According to this law ” total charge or current entering the circuit is equal to total charge or current leaving the circuit”. The fundamental principle on which this law works is Conservation of Charge i.e. “ Charge can neither be created nor be destroyed”.

### How KCL is applied in Electronics Circuits?

Mathematically, it can be understood as IE +IL=0, where IE is current entering the circuit and IL is the current leaving the circuit and current entering the circuit will be taken as positive and current leaving the circuit will be taken as negative.

**Sign Convention**: IE= +ve and IL=-ve thus above equation can be written as IE + (-IL) =0

Thus, it can be concluded from above equation that current entering the node and leaving the node will be equal. Suppose if there are two or more incoming current in the circuit and two or more outgoing current in the circuit then all the current components entering will be equal to all the current components leaving the circuit.

Let’s take example of electronic circuit in which I1, I2, I3 are incoming and outgoing current are I4, I5 thus, according to KCL, I1+ I2+ I3 = I4 + I5

**Terminologies involved with Kirchhoff’s Circuit law**: Several terms such as node or junction, loop, mesh, path are used while using KCL and KVL. Let’s put a light on these terms.

a. **Node or junction**: It is represented in the circuit by a single dot. It is the point in a circuit where different current paths meet. All the current components meet at a particular node or junction.

b. **Branch**: It is that component of an electronic circuit which consists of resistors, capacitors, inductors. And these are connected between two nodes. In short, we can say two nodes when joined; it forms a branch.

c.** Loop**: Loop is the closed path in a circuit in which electronic device such as resistor, capacitor is traversed only once.

d.** Mesh**: A mesh is a loop which has no loops or components inside it.

## Kirchhoff’s Voltage Law/ Kirchhoff’s Second Law (KVL)

According to KVL, the summation of potential difference around the closed network is always zero. The fundamental principle behind KVL is conservation of energy, or more precisely it deals with conservation of electric power.

**Sign Convention:** When the direction of current flowing in the loop is same as the direction in which we are traversing, the potential drop across the elements will be taken as negative. If the direction of current flowing in the loop is opposite to the traversing direction, then the potential drop across the electronic components will be taken as positive.

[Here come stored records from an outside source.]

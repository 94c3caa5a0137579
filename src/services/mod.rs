// src/services/mod.rs
// DOCUMENTATION: Services module organization
// PURPOSE: Re-export service components

pub mod cache;
pub mod cache_key;
pub mod flickr_client;
pub mod google_places_client;
pub mod place_service;
pub mod search_service;
pub mod yelp_client;

pub use cache::{CacheStats, HttpTransport, ReqwestTransport, RequestCache, ResponseFormat};
pub use cache_key::{derive_key, QueryParams, SECRET_PARAMS};
pub use flickr_client::FlickrClient;
pub use google_places_client::GooglePlacesClient;
pub use place_service::*;
pub use search_service::*;
pub use yelp_client::YelpClient;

In the traversing direction if we encounter the negative terminal of the battery first i.e. the battery is generating current in the direction of our traversing then the battery potential is taken as positive. If during our traversing we encounter the positive terminal of battery first i.e. the battery is generating current in opposite direction of our traversing the battery potential is taken as negative.

### Points to remember

1. Electronic components are considered to be connected in series if the magnitude of the current flowing through them is same.

2. Electronic components are considered to be connected in parallel if they have the same voltage applied across them.

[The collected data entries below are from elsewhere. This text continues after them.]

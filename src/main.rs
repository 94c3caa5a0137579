// src/main.rs
// DOCUMENTATION: Application entry point
// PURPOSE: Initialize config, store, request cache, and start HTTP server

use actix_web::{middleware::Logger, web, App, HttpServer};
use dotenv::dotenv;
use places_explorer::config::{self, Config};
use places_explorer::handlers::{self, SearchState};
use places_explorer::services::{ProviderClients, ReqwestTransport, RequestCache};
use std::io;
use std::time::Duration;

#[actix_web::main]
async fn main() -> io::Result<()> {
    // 1. Load environment variables
    dotenv().ok();

    // 2. Load configuration
    let config = Config::from_env();

    // 3. Initialize logging
    if std::env::var("RUST_LOG").is_err() {
        let log_level = if !config.log_level.is_empty() {
            config.log_level.as_str()
        } else {
            "info,actix_web=info,sqlx=warn"
        };
        std::env::set_var("RUST_LOG", log_level);
    }
    env_logger::init();

    if let Err(e) = config.validate() {
        log::error!("Configuration error: {}", e);
        std::process::exit(1);
    }

    log::info!("Starting places-explorer...");
    log::info!("Environment: {}", config.environment);
    log::info!(
        "Server Address: {}:{}",
        config.server_address,
        config.server_port
    );

    // 4. Open the local store
    let pool = match config::init_db_pool(&config).await {
        Ok(pool) => pool,
        Err(e) => {
            log::error!("Failed to open database: {}", e);
            std::process::exit(1);
        }
    };

    // 5. Load the request cache
    let transport = match ReqwestTransport::new(Duration::from_secs(config.http_timeout)) {
        Ok(transport) => transport,
        Err(e) => {
            log::error!("Failed to build HTTP client: {}", e);
            std::process::exit(1);
        }
    };
    let cache = RequestCache::load(&config.cache_path, transport);
    let search_state = web::Data::new(SearchState::new(
        cache,
        ProviderClients::from_config(&config),
        config.fetch_review_photos,
    ));

    // 6. Start HTTP server
    let server_addr = format!("{}:{}", config.server_address, config.server_port);
    let config_data = web::Data::new(config);
    let pool_data = web::Data::new(pool);

    HttpServer::new(move || {
        App::new()
            // Application state (store, config, search state)
            .app_data(pool_data.clone())
            .app_data(config_data.clone())
            .app_data(search_state.clone())
            // Middleware
            .wrap(Logger::default())
            .wrap(actix_web::middleware::Compress::default())
            // Routes
            .configure(handlers::health_config)
            .configure(handlers::places_config)
            .configure(handlers::searches_config::<ReqwestTransport>)
    })
    .bind(&server_addr)?
    .run()
    .await
}
// src/models/place.rs
// DOCUMENTATION: Core data structures for places
// PURPOSE: Defines the place record, its create request and the request/query DTOs

use serde::{Deserialize, Serialize};
use sqlx::FromRow;
use std::fmt;
use validator::Validate;

/// Shown wherever a place or business has no rating
pub const UNRATED: &str = "unrated";

/// Represents a place record from the database
/// DOCUMENTATION: Maps directly to the places table
/// Identity key is `name` (exact, not normalized); rows are never updated after insert
#[derive(Debug, Clone, PartialEq, Serialize, Deserialize, FromRow)]
pub struct Place {
    /// Surrogate id (autoincrement)
    pub id: i64,

    /// Display name - identity key, first write wins
    pub name: String,

    /// Geographic coordinates
    pub latitude: f64,
    pub longitude: f64,

    /// Rating from Google (0-5); `None` means unrated, never zero
    pub rating: Option<f64>,
}

impl fmt::Display for Place {
    fn fmt(&self, f: &mut fmt::Formatter<'_>) -> fmt::Result {
        write!(f, "{} ({}, {})", self.name, self.latitude, self.longitude)
    }
}

impl Place {
    pub fn rating_label(&self) -> String {
        rating_label(self.rating)
    }
}

/// Request to create a new place
/// DOCUMENTATION: Normalized output of the Google text search adapter
#[derive(Debug, Clone, PartialEq, Serialize, Deserialize)]
pub struct CreatePlaceRequest {
    pub name: String,
    pub latitude: f64,
    pub longitude: f64,
    pub rating: Option<f64>,
}

/// Body of POST /searches
#[derive(Debug, Clone, Serialize, Deserialize, Validate)]
pub struct SearchRequest {
    /// Place name to look up; also the owning search term for reviews and photos
    #[validate(length(min = 1, max = 255))]
    pub term: String,
}

/// Query string for the sampling endpoints
#[derive(Debug, Clone, Serialize, Deserialize, Validate)]
pub struct SampleQuery {
    #[validate(range(min = 1, max = 100))]
    pub count: Option<u32>,
}

/// Render an optional rating the way listings show it
pub fn rating_label(rating: Option<f64>) -> String {
    match rating {
        Some(r) => r.to_string(),
        None => UNRATED.to_string(),
    }
}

### Applications of Kirchhoff’s Circuit law

1. It is used for DC Circuit analysis.

2. It can be applied to any DC circuit and low-frequency AC circuits regardless of its composition and architecture.

3. It can be used for AC Circuits at frequencies. In such circuits, the wavelengths of electromagnetic radiations are very large as compared to the size of the circuit.

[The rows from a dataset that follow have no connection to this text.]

// src/db/review_repository.rs
// DOCUMENTATION: Review database operations
// PURPOSE: Insert-or-skip nearby businesses and link them to the place that produced them

use crate::db::repository::pick_latest;
use crate::db::PlaceRepository;
use crate::errors::PlacesError;
use crate::models::{CreateReviewRequest, InsertOutcome, OwnerRef, Review};
use sqlx::{SqliteConnection, SqlitePool};

pub struct ReviewRepository;

impl ReviewRepository {
    /// Insert a review unless (name, search_name) already exists
    /// DOCUMENTATION: Duplicate check first, then owner resolution, then insert.
    /// An owner that resolves to no place fails with NoOwningRecord and writes nothing.
    pub async fn insert_review(
        pool: &SqlitePool,
        req: &CreateReviewRequest,
        owner: OwnerRef<'_>,
    ) -> Result<InsertOutcome, PlacesError> {
        let mut tx = pool.begin().await?;

        let existing: Option<(i64,)> =
            sqlx::query_as("SELECT id FROM reviews WHERE name = ? AND search_name = ?")
                .bind(&req.name)
                .bind(&req.search_name)
                .fetch_optional(&mut *tx)
                .await
                .map_err(|e| {
                    log::error!("Failed to look up review {}: {}", req.name, e);
                    PlacesError::DatabaseError(format!("Lookup review failed: {}", e))
                })?;

        if let Some((existing_id,)) = existing {
            log::debug!(
                "Review already exists: {} for {} (id {})",
                req.name,
                req.search_name,
                existing_id
            );
            return Ok(InsertOutcome::SkippedDuplicate { existing_id });
        }

        let place_id = PlaceRepository::resolve_owner(&mut *tx, owner).await?;

        let id = sqlx::query(
            r#"
            INSERT INTO reviews (
                place_id, search_name, name, latitude, longitude,
                rating, review_count, price, url
            )
            VALUES (?, ?, ?, ?, ?, ?, ?, ?, ?)
            "#,
        )
        .bind(place_id)
        .bind(&req.search_name)
        .bind(&req.name)
        .bind(req.latitude)
        .bind(req.longitude)
        .bind(req.rating)
        .bind(req.review_count)
        .bind(&req.price)
        .bind(&req.url)
        .execute(&mut *tx)
        .await
        .map_err(|e| {
            log::error!("Failed to create review: {}", e);
            PlacesError::DatabaseError(format!("Create review failed: {}", e))
        })?
        .last_insert_rowid();

        tx.commit().await?;

        log::info!("Created review {} for {} (id {})", req.name, req.search_name, id);
        Ok(InsertOutcome::Inserted { id })
    }

    /// Insert a batch of reviews sharing one owner
    /// DOCUMENTATION: Unresolvable owners become Rejected outcomes; other failures abort
    pub async fn insert_reviews(
        pool: &SqlitePool,
        reqs: &[CreateReviewRequest],
        owner: OwnerRef<'_>,
    ) -> Result<Vec<InsertOutcome>, PlacesError> {
        let mut outcomes = Vec::with_capacity(reqs.len());
        for req in reqs {
            match Self::insert_review(pool, req, owner).await {
                Ok(outcome) => outcomes.push(outcome),
                Err(PlacesError::NoOwningRecord(reason)) => {
                    log::warn!("Rejected review {}: no owning record {}", req.name, reason);
                    outcomes.push(InsertOutcome::Rejected { reason });
                }
                Err(e) => return Err(e),
            }
        }
        Ok(outcomes)
    }

    /// Get reviews produced by a search, in insertion order
    pub async fn list_for(pool: &SqlitePool, search_name: &str) -> Result<Vec<Review>, PlacesError> {
        let reviews = sqlx::query_as::<_, Review>(
            r#"
            SELECT id, place_id, search_name, name, latitude, longitude,
                   rating, review_count, price, url
            FROM reviews
            WHERE search_name = ?
            ORDER BY id ASC
            "#,
        )
        .bind(search_name)
        .fetch_all(pool)
        .await
        .map_err(|e| {
            log::error!("Failed to fetch reviews for {}: {}", search_name, e);
            PlacesError::DatabaseError(format!("Fetch reviews failed: {}", e))
        })?;

        Ok(reviews)
    }

    /// Resolve the owning review of a review-origin photo
    pub(crate) async fn resolve_owner(
        conn: &mut SqliteConnection,
        owner: OwnerRef<'_>,
    ) -> Result<i64, PlacesError> {
        match owner {
            OwnerRef::Id(id) => {
                let found: Option<(i64,)> = sqlx::query_as("SELECT id FROM reviews WHERE id = ?")
                    .bind(id)
                    .fetch_optional(&mut *conn)
                    .await?;
                found
                    .map(|(id,)| id)
                    .ok_or_else(|| PlacesError::NoOwningRecord(format!("review id {}", id)))
            }
            OwnerRef::SearchTerm(term) => {
                let ids: Vec<(i64,)> =
                    sqlx::query_as("SELECT id FROM reviews WHERE name = ? ORDER BY id DESC")
                        .bind(term)
                        .fetch_all(&mut *conn)
                        .await?;
                pick_latest(ids, "review", term)
            }
        }
    }
}
// src/models/mod.rs
// DOCUMENTATION: Models module organization
// PURPOSE: Re-export model components

pub mod outcome;
pub mod photo;
pub mod place;
pub mod review;

pub use outcome::*;
pub use photo::*;
pub use place::*;
pub use review::*;
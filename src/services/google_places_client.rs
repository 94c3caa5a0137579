// src/services/google_places_client.rs
// DOCUMENTATION: Google Places API client
// PURPOSE: Text search for a place name, routed through the request cache

use crate::errors::PlacesError;
use crate::models::CreatePlaceRequest;
use crate::services::cache::{HttpTransport, RequestCache, ResponseFormat};
use crate::services::cache_key::QueryParams;
use serde::{Deserialize, Serialize};

/// Google Places API client
/// DOCUMENTATION: Holds the API key; every request goes through the caller's cache
pub struct GooglePlacesClient {
    /// Google Places API key (sent as `key`, left out of cache keys)
    api_key: String,
    /// Base URL for Google Places API
    base_url: String,
}

/// Response from Google Places Text Search
#[derive(Debug, Deserialize, Serialize)]
pub struct GoogleTextSearchResponse {
    /// Results array from API
    #[serde(default)]
    pub results: Vec<GooglePlace>,
    /// Status of the API call
    pub status: String,
    /// Error message (if status is not OK)
    pub error_message: Option<String>,
}

/// Individual place from Google Places API
#[derive(Debug, Clone, Deserialize, Serialize)]
pub struct GooglePlace {
    /// Place name
    pub name: String,
    /// Geographic location
    pub geometry: GoogleGeometry,
    /// Rating (0-5), absent for unrated places
    pub rating: Option<f64>,
}

/// Geographic location from Google
#[derive(Debug, Clone, Deserialize, Serialize)]
pub struct GoogleGeometry {
    /// Location coordinates
    pub location: GoogleLocation,
}

/// Coordinates from Google
#[derive(Debug, Clone, Deserialize, Serialize)]
pub struct GoogleLocation {
    /// Latitude
    pub lat: f64,
    /// Longitude
    pub lng: f64,
}

/// Accept OK and ZERO_RESULTS; anything else is a provider failure
fn check_status(response: &GoogleTextSearchResponse) -> Result<(), PlacesError> {
    match response.status.as_str() {
        "OK" | "ZERO_RESULTS" => Ok(()),
        other => {
            let msg = response
                .error_message
                .clone()
                .unwrap_or_else(|| format!("Unknown status: {}", other));
            log::error!("Google Places API status {}: {}", other, msg);
            Err(PlacesError::ExternalApiError(msg))
        }
    }
}

impl GooglePlacesClient {
    /// Create new Google Places API client
    pub fn new(api_key: String) -> Self {
        Self::with_base_url(api_key, "https://maps.googleapis.com/maps/api/place".to_string())
    }

    /// Client against another endpoint (tests, proxies)
    pub fn with_base_url(api_key: String, base_url: String) -> Self {
        Self { api_key, base_url }
    }

    /// URL of the text search endpoint
    pub fn text_search_url(&self) -> String {
        format!("{}/textsearch/json", self.base_url)
    }

    /// Search places matching a free-text term
    /// DOCUMENTATION: One page of results, each normalized to a CreatePlaceRequest
    ///
    /// # Arguments
    /// * `cache` - Request cache the call is routed through
    /// * `term` - What the user typed, e.g. "Yosemite National Park"
    ///
    /// # Returns
    /// Places in provider order; empty when Google finds nothing
    pub async fn text_search<T: HttpTransport>(
        &self,
        cache: &mut RequestCache<T>,
        term: &str,
    ) -> Result<Vec<CreatePlaceRequest>, PlacesError> {
        let url = self.text_search_url();

        let mut params = QueryParams::new();
        params.insert("query".to_string(), term.to_string());
        params.insert("key".to_string(), self.api_key.clone());

        log::debug!("Google Places text search: query={}", term);

        let api_response: GoogleTextSearchResponse = cache
            .fetch_as(&url, Some(&params), &[], ResponseFormat::Json, check_status)
            .await?;

        if api_response.results.is_empty() {
            log::info!("No place found in Google Place Search for {}", term);
        } else {
            log::info!(
                "Google Places search returned {} results",
                api_response.results.len()
            );
        }
        Ok(api_response
            .results
            .iter()
            .map(|place| self.to_create_request(place))
            .collect())
    }

    /// Convert GooglePlace to CreatePlaceRequest
    pub fn to_create_request(&self, google_place: &GooglePlace) -> CreatePlaceRequest {
        CreatePlaceRequest {
            name: google_place.name.clone(),
            latitude: google_place.geometry.location.lat,
            longitude: google_place.geometry.location.lng,
            rating: google_place.rating,
        }
    }
}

### Limitations of Kirchhoff’s Circuit Law

1. Kirchhoff’s Circuit law is based on lumped element model. Thus, if any electronic circuit does not follow lumped element model, then Kirchhoff’s law cannot be applied to them.

2. This law is not applicable to high-frequency AC Circuits. This is because this law is dependent on the principle that current flows only in conductors. Moreover, it enters at one ends and leaves from another end. But this is not so in the case of the high-frequency circuit because of Parasitic Capacitance.

### How KVL is applied in Electronic Circuits?

If we start traversing from a point in a loop and summing up potential differences across various electronic components in a circuit, the summation will be equivalent to zero.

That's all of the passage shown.